You can look up any article on early signs of pregnancy and it will give you all the same stuff, nausea, exhaustion/fatigue, headache, sore breasts, a missed period (!), and an overall feeling of just being “off.” This last one always makes me laugh because I spend a large part of my life with an overall feeling of just being “off.” In fact, its that feeling that has probably led me to wait as long as I have to get pregnant, and to feel so ambivalent about having a child. Are most people so “on” all the time that just feeling “off” would motivate a search for “early signs of pregnancy,” or a trip to Walgreens for a pregnancy test?
Feeling “off” a lot, had me behind the 8 ball on the early signs of pregnancy front, so instead, I took my missed period coupled with fatigue and waited for another few days until I felt what maybe the articles really mean when they refer to “just feeling off”; electric blood.
A day or two after my missed period I woke up with a strange, buzzing energy making its way through my veins. By day four, I had to do something about it. It was making my heart race, and getting me up super early to maybe want to run…a marathon. My blood felt electrified and bubbly, and my breath was shortened as if by excitement, but nothing had really happened to get me excited.

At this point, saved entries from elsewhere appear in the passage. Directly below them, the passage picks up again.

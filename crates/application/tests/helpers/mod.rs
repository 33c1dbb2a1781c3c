#![allow(dead_code, unused_imports)]

mod messages;

pub use messages::{answer_for, first_answer_ip, query_message};
pub use mock_ports::{MockCacheStore, MockUpstreamTransport, UpstreamBehavior};
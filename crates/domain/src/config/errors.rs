#[derive(Debug, thiserror::Error)]
pub enum ConfigError {
    #[error("Failed to read config file {0}: {1}")]
    FileRead(String, String),

    #[error("Failed to parse config: {0}")]
    Parse(String),

    #[error("Configuration validation error: {0}")]
    Validation(String),
}
use serde::{Deserialize, Serialize};
use std::time::Duration;

/// Largest datagram the UDP front-end accepts; anything longer is truncated by the socket.
pub const DEFAULT_UDP_BUFFER_SIZE: usize = 4096;

#[derive(Debug, Clone, Deserialize, Serialize)]
pub struct ServerConfig {
    #[serde(default = "default_bind_address")]
    pub bind_address: String,

    #[serde(default = "default_dns_port")]
    pub dns_port: u16,

    #[serde(default = "default_udp_buffer_size")]
    pub udp_buffer_size: usize,

    /// Seconds a TCP client may take to deliver its query. 0 disables the limit.
    #[serde(default = "default_tcp_idle_timeout")]
    pub tcp_idle_timeout: u64,
}

impl ServerConfig {
    pub fn listen_addr(&self) -> String {
        if self.bind_address.contains(':') {
            format!("[{}]:{}", self.bind_address, self.dns_port)
        } else {
            format!("{}:{}", self.bind_address, self.dns_port)
        }
    }

    pub fn tcp_idle_timeout(&self) -> Option<Duration> {
        (self.tcp_idle_timeout > 0).then(|| Duration::from_secs(self.tcp_idle_timeout))
    }
}

impl Default for ServerConfig {
    fn default() -> Self {
        Self {
            bind_address: default_bind_address(),
            dns_port: default_dns_port(),
            udp_buffer_size: default_udp_buffer_size(),
            tcp_idle_timeout: default_tcp_idle_timeout(),
        }
    }
}

fn default_bind_address() -> String {
    "0.0.0.0".to_string()
}

fn default_dns_port() -> u16 {
    53
}

fn default_udp_buffer_size() -> usize {
    DEFAULT_UDP_BUFFER_SIZE
}

fn default_tcp_idle_timeout() -> u64 {
    10
}
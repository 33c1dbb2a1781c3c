pub mod redis_store;

pub use redis_store::RedisCacheStore;
use serde::{Deserialize, Serialize};
use std::path::Path;

use super::cache::CacheConfig;
use super::errors::ConfigError;
use super::logging::LoggingConfig;
use super::server::ServerConfig;
use super::upstream::UpstreamConfig;

const LOCAL_CONFIG_PATH: &str = "dot-proxy.toml";
const SYSTEM_CONFIG_PATH: &str = "/etc/dot-proxy/config.toml";
const MAX_UDP_BUFFER_SIZE: usize = 65_535;

/// Main configuration structure for the proxy
#[derive(Debug, Clone, Deserialize, Serialize, Default)]
pub struct Config {
    /// Local listeners (TCP and UDP share one address)
    #[serde(default)]
    pub server: ServerConfig,

    /// DNS-over-TLS resolver every cache miss is forwarded to
    #[serde(default)]
    pub upstream: UpstreamConfig,

    /// External key-value store holding packed answers
    #[serde(default)]
    pub cache: CacheConfig,

    #[serde(default)]
    pub logging: LoggingConfig,
}

impl Config {
    /// Load configuration from file or use defaults
    ///
    /// Priority order:
    /// 1. Explicitly provided path
    /// 2. dot-proxy.toml in current directory
    /// 3. /etc/dot-proxy/config.toml
    /// 4. Default configuration
    ///
    /// Command-line (and environment) overrides are applied on top.
    pub fn load(path: Option<&str>, cli_overrides: CliOverrides) -> Result<Self, ConfigError> {
        let mut config = if let Some(path) = path {
            Self::from_file(path)?
        } else if let Some(path) = Self::get_config_path() {
            Self::from_file(&path)?
        } else {
            Self::default()
        };

        config.apply_cli_overrides(cli_overrides);
        Ok(config)
    }

    fn from_file(path: &str) -> Result<Self, ConfigError> {
        let contents = std::fs::read_to_string(path)
            .map_err(|e| ConfigError::FileRead(path.to_string(), e.to_string()))?;
        toml::from_str(&contents).map_err(|e| ConfigError::Parse(e.to_string()))
    }

    fn apply_cli_overrides(&mut self, overrides: CliOverrides) {
        if let Some(host) = overrides.upstream_host {
            self.upstream.host = host;
        }
        if let Some(port) = overrides.upstream_port {
            self.upstream.port = port;
        }
        if let Some(name) = overrides.tls_server_name {
            self.upstream.tls_server_name = Some(name);
        }
        if let Some(path) = overrides.cert_path {
            self.upstream.cert_path = path;
        }
        if let Some(host) = overrides.cache_host {
            self.cache.host = host;
        }
        if let Some(port) = overrides.cache_port {
            self.cache.port = port;
        }
        if let Some(port) = overrides.dns_port {
            self.server.dns_port = port;
        }
        if let Some(bind) = overrides.bind_address {
            self.server.bind_address = bind;
        }
        if let Some(level) = overrides.log_level {
            self.logging.level = level;
        }
    }

    /// Validate configuration. Missing required values are reported by the
    /// environment variable that supplies them.
    pub fn validate(&self) -> Result<(), ConfigError> {
        if self.upstream.port == 0 {
            return Err(required("DNS_OVER_TLS_PORT"));
        }
        if self.upstream.host.trim().is_empty() {
            return Err(required("DNS_OVER_TLS_HOST"));
        }
        if self.upstream.cert_path.trim().is_empty() {
            return Err(required("DNS_OVER_TLS_CERT_PATH"));
        }
        if self.cache.host.trim().is_empty() {
            return Err(required("REDIS_HOST"));
        }
        if self.cache.port == 0 {
            return Err(required("REDIS_PORT"));
        }

        if self.server.dns_port == 0 {
            return Err(ConfigError::Validation("DNS port cannot be 0".to_string()));
        }
        if self.server.udp_buffer_size == 0 || self.server.udp_buffer_size > MAX_UDP_BUFFER_SIZE {
            return Err(ConfigError::Validation(format!(
                "UDP buffer size must be between 1 and {} bytes",
                MAX_UDP_BUFFER_SIZE
            )));
        }
        if self.upstream.connect_timeout == 0 {
            return Err(ConfigError::Validation(
                "Upstream connect timeout cannot be 0".to_string(),
            ));
        }
        if self.cache.ttl == 0 {
            return Err(ConfigError::Validation("Cache TTL cannot be 0".to_string()));
        }

        Ok(())
    }

    /// Get the path to the configuration file being used
    pub fn get_config_path() -> Option<String> {
        if Path::new(LOCAL_CONFIG_PATH).exists() {
            Some(LOCAL_CONFIG_PATH.to_string())
        } else if Path::new(SYSTEM_CONFIG_PATH).exists() {
            Some(SYSTEM_CONFIG_PATH.to_string())
        } else {
            None
        }
    }
}

fn required(variable: &str) -> ConfigError {
    ConfigError::Validation(format!("{} is required", variable))
}

/// Command-line overrides for configuration
#[derive(Debug, Default)]
pub struct CliOverrides {
    pub upstream_host: Option<String>,
    pub upstream_port: Option<u16>,
    pub tls_server_name: Option<String>,
    pub cert_path: Option<String>,
    pub cache_host: Option<String>,
    pub cache_port: Option<u16>,
    pub dns_port: Option<u16>,
    pub bind_address: Option<String>,
    pub log_level: Option<String>,
}
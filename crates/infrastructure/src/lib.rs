pub mod cache;
pub mod dns;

I poked my husband, “this is going to sound crazy, but I think I am either going crazy, or I’m pregnant. I swear I think I’m pregnant!” He rolled over, “go get a test.” So disappointing. I was wanting him to sit up and be like SO excited and offer to take me to breakfast and we could get a test together! As much as I consider myself a non-romantic, there have been a few times in my marriage that I have angled my way into creating a memory only to have my husband not even come close to picking up the scent and either show up late, fall asleep, or get stuck at work. None of this bothers me anymore, it just creates opportunities for me to do it for myself and feel even more grateful and surprised for the stuff he does for me that I never could have schemed up on my own.

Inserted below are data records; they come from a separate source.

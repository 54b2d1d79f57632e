//! JSON files on disk backing [`ExperimentStore`].

use std::fs;
use std::path::{Path, PathBuf};

use seekscan_core::errors::SeekError;
use seekscan_core::{Experiment, ExperimentStore, Point2D};
use serde::de::DeserializeOwned;
use serde::Serialize;

/// File name of the persisted experiment.
pub const EXPERIMENT_FILE: &str = "experiment.json";
/// File name of the dense hole map.
pub const HOLE_POSITIONS_FILE: &str = "hole_positions.json";

/// Store keeping one experiment and one hole map under a directory.
#[derive(Debug, Clone)]
pub struct JsonStore {
    root: PathBuf,
}

impl JsonStore {
    /// Uses `root` as the working directory; it is created on first write.
    pub fn new(root: impl Into<PathBuf>) -> Self {
        Self { root: root.into() }
    }

    /// Directory holding the files.
    pub fn root(&self) -> &Path {
        &self.root
    }

    /// Path of the experiment file.
    pub fn experiment_path(&self) -> PathBuf {
        self.root.join(EXPERIMENT_FILE)
    }

    /// Path of the hole map file.
    pub fn hole_positions_path(&self) -> PathBuf {
        self.root.join(HOLE_POSITIONS_FILE)
    }

    /// True when an experiment has been written.
    pub fn has_experiment(&self) -> bool {
        self.experiment_path().is_file()
    }
}

fn read_json<T: DeserializeOwned>(path: &Path) -> Result<T, SeekError> {
    let contents = fs::read_to_string(path)
        .map_err(|err| SeekError::persistence("store-read", err, path.display()))?;
    serde_json::from_str(&contents)
        .map_err(|err| SeekError::persistence("store-parse", err, path.display()))
}

fn write_json<T: Serialize + ?Sized>(path: &Path, value: &T) -> Result<(), SeekError> {
    if let Some(parent) = path.parent() {
        fs::create_dir_all(parent)
            .map_err(|err| SeekError::persistence("store-mkdir", err, parent.display()))?;
    }
    let json = serde_json::to_string_pretty(value)
        .map_err(|err| SeekError::persistence("store-serialize", err, path.display()))?;
    fs::write(path, json).map_err(|err| SeekError::persistence("store-write", err, path.display()))
}

impl ExperimentStore for JsonStore {
    fn load_experiment(&self) -> Result<Experiment, SeekError> {
        read_json(&self.experiment_path())
    }

    fn save_experiment(&self, experiment: &Experiment) -> Result<(), SeekError> {
        write_json(&self.experiment_path(), experiment)
    }

    fn load_hole_positions(&self) -> Result<Vec<Point2D>, SeekError> {
        read_json(&self.hole_positions_path())
    }

    fn save_hole_positions(&self, positions: &[Point2D]) -> Result<(), SeekError> {
        write_json(&self.hole_positions_path(), positions)
    }
}
#![deny(missing_docs)]
#![doc = "Core data model, collaborator traits and errors for the seekscan engine."]

pub mod calibration;
pub mod errors;
pub mod image;
pub mod provenance;
mod canonical;
mod types;

pub use calibration::AffineCalibration;
pub use errors::{ErrorInfo, SeekError};
pub use image::{autoscale, CaptureRequest, Image, ImageHeader};
pub use provenance::{Provenance, SchemaVersion};
pub use canonical::{stable_hash_string, to_canonical_json_bytes};
pub use types::{DetectedObject, Experiment, Hole, OffsetGrid, Point2D, Region};

/// Converts detector pixel coordinates into stage coordinates.
pub trait StageCalibration {
    /// Maps `centroid` (acquired pixel grid) of an image taken at
    /// `image_position` onto the stage.
    fn pixel_to_stage(&self, centroid: Point2D, image_position: Point2D) -> Point2D;
}

/// Converts detector pixel coordinates into beamshift settings.
pub trait BeamShiftCalibration {
    /// Beamshift that centers the beam on `centroid`.
    fn pixel_to_beamshift(&self, centroid: Point2D) -> Point2D;

    /// Batch form of [`BeamShiftCalibration::pixel_to_beamshift`].
    fn pixels_to_beamshift(&self, centroids: &[Point2D]) -> Vec<Point2D> {
        centroids
            .iter()
            .map(|centroid| self.pixel_to_beamshift(*centroid))
            .collect()
    }
}

/// Blocking control surface of the microscope.
///
/// Every call completes before returning. Commands the instrument refuses
/// (targets outside the stage travel, unsupported states) come back as
/// [`SeekError::Device`].
pub trait Microscope {
    /// Moves the stage to an absolute position.
    fn move_stage(&mut self, target: Point2D) -> Result<(), SeekError>;

    /// Current stage position.
    fn stage_position(&self) -> Result<Point2D, SeekError>;

    /// Applies a beamshift.
    fn set_beamshift(&mut self, shift: Point2D) -> Result<(), SeekError>;

    /// Sets the illumination brightness.
    fn set_brightness(&mut self, value: f64) -> Result<(), SeekError>;

    /// Resets the brightness to its maximum (safe) value.
    fn max_brightness(&mut self) -> Result<(), SeekError>;

    /// Sets the imaging magnification.
    fn set_magnification(&mut self, value: u32) -> Result<(), SeekError>;

    /// Currently active magnification.
    fn magnification(&self) -> Result<u32, SeekError>;

    /// Switches the optics to diffraction mode.
    fn enter_diffraction_mode(&mut self) -> Result<(), SeekError>;

    /// Switches the optics back to imaging mode.
    fn enter_imaging_mode(&mut self) -> Result<(), SeekError>;

    /// Compensates the diffraction shift caused by the current beamshift.
    fn compensate_diffraction_shift(&mut self) -> Result<(), SeekError>;

    /// Acquires one frame.
    fn capture_image(&mut self, request: &CaptureRequest)
        -> Result<(Image, ImageHeader), SeekError>;
}

/// Image analysis collaborator.
pub trait ObjectDetector {
    /// Finds candidate crystals in `image`.
    fn find_objects(
        &self,
        image: &Image,
        magnification: u32,
        spread: f64,
    ) -> Result<Vec<DetectedObject>, SeekError>;

    /// Finds hole-like regions whose area is close to `area_estimate` pixels.
    fn find_regions(&self, image: &Image, area_estimate: f64) -> Result<Vec<Region>, SeekError>;
}

/// Structured storage for experiments and mapped hole positions.
pub trait ExperimentStore {
    /// Loads the persisted experiment.
    fn load_experiment(&self) -> Result<Experiment, SeekError>;

    /// Persists an experiment, replacing any previous one.
    fn save_experiment(&self, experiment: &Experiment) -> Result<(), SeekError>;

    /// Loads the dense stage positions produced by hole mapping.
    fn load_hole_positions(&self) -> Result<Vec<Point2D>, SeekError>;

    /// Persists dense stage positions.
    fn save_hole_positions(&self, positions: &[Point2D]) -> Result<(), SeekError>;
}

/// Blocking operator prompt.
pub trait Operator {
    /// Shows `message` and returns the operator's answer, trimmed of the line ending.
    fn prompt(&mut self, message: &str) -> Result<String, SeekError>;
}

So I did what all pregnant ladies do, I went to Target. Target is a pregnant woman’s dream, they sell Liz Lange and belly shapers and lots of stretchy pants! I skipped the maternity section and went straight for the snack aisle putting a bag of sour cream and cheddar Ruffles in my cart after opening them and eating a few, then on to the pharmacy section for tampons and Advil, because if I was wrong about the pregnancy I would need both of those, and then back to the ladies clothing section for a pair of jeans that would fit me now. After my savory, salty tour of denial I made my way back over to the pharmacy section where I picked up a pregnancy test. I shoved more chips into my face as my electrified blood raced me through check out, back to the car, into the garage, up the stairs, home in the loo for an immediate clear as day “pregnant” on a stick.
My electrified blood pulsated up my neck, reddening my face, throbbing in my ears. This is it. This is what it feels like. I’m 40 and pregnant. I have electricity in my blood. It’s never going to be about me and all of my unfinished projects ever again.